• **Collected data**
────────────────────
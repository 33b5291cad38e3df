// src/normalization.rs
//
// Key-normalization utilities shared by every entry point that addresses
// prefixes or routers. The store keys prefixes by their CIDR with `/`
// replaced by `_` (key-safety), and several legacy request shapes address
// the same record differently: raw CIDR, pre-normalized key, short-host
// alias, or a graph-relative key derived from a LinkEdge. All of them
// funnel through here so the matching logic in the updater/resolver never
// duplicates inline normalization.

use std::collections::HashMap;

use crate::schema::{PREFIXES, ROUTERS};

/// Normalize a prefix representation into its store key:
/// `10.0.0.0/24` -> `10.0.0.0_24`. Already-normalized keys pass through.
pub fn prefix_key(raw: &str) -> String {
    raw.replace('/', "_")
}

/// Full prefix document id: `Prefixes/<normalized key>`.
pub fn prefix_doc_id(raw: &str) -> String {
    format!("{}/{}", PREFIXES, prefix_key(raw))
}

/// Full router document id: `Routers/<key>`.
pub fn router_doc_id(key: &str) -> String {
    format!("{}/{}", ROUTERS, key)
}

/// Replace `/` with `_` in a document id, producing the key-safe form used
/// inside composite PrefixEdge keys (`Routers/r3` -> `Routers_r3`).
pub fn sanitize_doc_id(id: &str) -> String {
    id.replace('/', "_")
}

/// Graph-relative PrefixEdge key: given the `to` document id of a LinkEdge
/// leaving the addressed interface and the destination prefix, derive the
/// composite key `<sanitized link to>_Prefixes_<prefix key>`.
pub fn derived_prefix_edge_key(link_to: &str, to_prefix: &str) -> String {
    format!("{}_{}_{}", sanitize_doc_id(link_to), PREFIXES, prefix_key(to_prefix))
}

/// Normalize a host identifier into a prefix key: apply the host-to-prefix
/// alias table first, then normalize any CIDR slash, then append the
/// default `_<masklen>` suffix when the value does not already end in a
/// mask-length token.
pub fn host_prefix_key(
    host: &str,
    aliases: &HashMap<String, String>,
    default_masklen: u8,
) -> String {
    let aliased = aliases.get(host).map(String::as_str).unwrap_or(host);
    let key = prefix_key(aliased);
    if has_masklen_suffix(&key) {
        key
    } else {
        format!("{}_{}", key, default_masklen)
    }
}

/// Rewrite a legacy source identifier to its canonical router key. The
/// rewrite table is deployment configuration (see `Settings::aliases`);
/// identifiers without an entry pass through unchanged.
pub fn canonical_source(source: &str, rewrites: &HashMap<String, String>) -> String {
    rewrites
        .get(source)
        .cloned()
        .unwrap_or_else(|| source.to_string())
}

// A key like `10.0.0.0_24` ends in a `_<len>` token with len <= 128
// (v6 masks included). Interface-style hosts (`10.11.0.1`) do not.
fn has_masklen_suffix(key: &str) -> bool {
    match key.rsplit_once('_') {
        Some((_, last)) => last.parse::<u8>().map(|len| len <= 128).unwrap_or(false),
        None => false,
    }
}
────────────────────
• **What the task asks**
Print all the data exactly as shown above.

• **Response below**
repository 33b5291cad38e3df
// src/normalization.rs
//
// Key-normalization utilities shared by every entry point that addresses
// prefixes or routers. The store keys prefixes by their CIDR with `/`
// replaced by `_` (key-safety), and several legacy request shapes address
// the same record differently: raw CIDR, pre-normalized key, short-host
// alias, or a graph-relative key derived from a LinkEdge. All of them
// funnel through here so the matching logic in the updater/resolver never
// duplicates inline normalization.

use std::collections::HashMap;

use crate::schema::{PREFIXES, ROUTERS};

/// Normalize a prefix representation into its store key:
/// `10.0.0.0/24` -> `10.0.0.0_24`. Already-normalized keys pass through.
pub fn prefix_key(raw: &str) -> String {
    raw.replace('/', "_")
}

/// Full prefix document id: `Prefixes/<normalized key>`.
pub fn prefix_doc_id(raw: &str) -> String {
    format!("{}/{}", PREFIXES, prefix_key(raw))
}

/// Full router document id: `Routers/<key>`.
pub fn router_doc_id(key: &str) -> String {
    format!("{}/{}", ROUTERS, key)
}

/// Replace `/` with `_` in a document id, producing the key-safe form used
/// inside composite PrefixEdge keys (`Routers/r3` -> `Routers_r3`).
pub fn sanitize_doc_id(id: &str) -> String {
    id.replace('/', "_")
}

/// Graph-relative PrefixEdge key: given the `to` document id of a LinkEdge
/// leaving the addressed interface and the destination prefix, derive the
/// composite key `<sanitized link to>_Prefixes_<prefix key>`.
pub fn derived_prefix_edge_key(link_to: &str, to_prefix: &str) -> String {
    format!("{}_{}_{}", sanitize_doc_id(link_to), PREFIXES, prefix_key(to_prefix))
}

/// Normalize a host identifier into a prefix key: apply the host-to-prefix
/// alias table first, then normalize any CIDR slash, then append the
/// default `_<masklen>` suffix when the value does not already end in a
/// mask-length token.
pub fn host_prefix_key(
    host: &str,
    aliases: &HashMap<String, String>,
    default_masklen: u8,
) -> String {
    let aliased = aliases.get(host).map(String::as_str).unwrap_or(host);
    let key = prefix_key(aliased);
    if has_masklen_suffix(&key) {
        key
    } else {
        format!("{}_{}", key, default_masklen)
    }
}

/// Rewrite a legacy source identifier to its canonical router key. The
/// rewrite table is deployment configuration (see `Settings::aliases`);
/// identifiers without an entry pass through unchanged.
pub fn canonical_source(source: &str, rewrites: &HashMap<String, String>) -> String {
    rewrites
        .get(source)
        .cloned()
        .unwrap_or_else(|| source.to_string())
}

// A key like `10.0.0.0_24` ends in a `_<len>` token with len <= 128
// (v6 masks included). Interface-style hosts (`10.11.0.1`) do not.
fn has_masklen_suffix(key: &str) -> bool {
    match key.rsplit_once('_') {
        Some((_, last)) => last.parse::<u8>().map(|len| len <= 128).unwrap_or(false),
        None => false,
    }
}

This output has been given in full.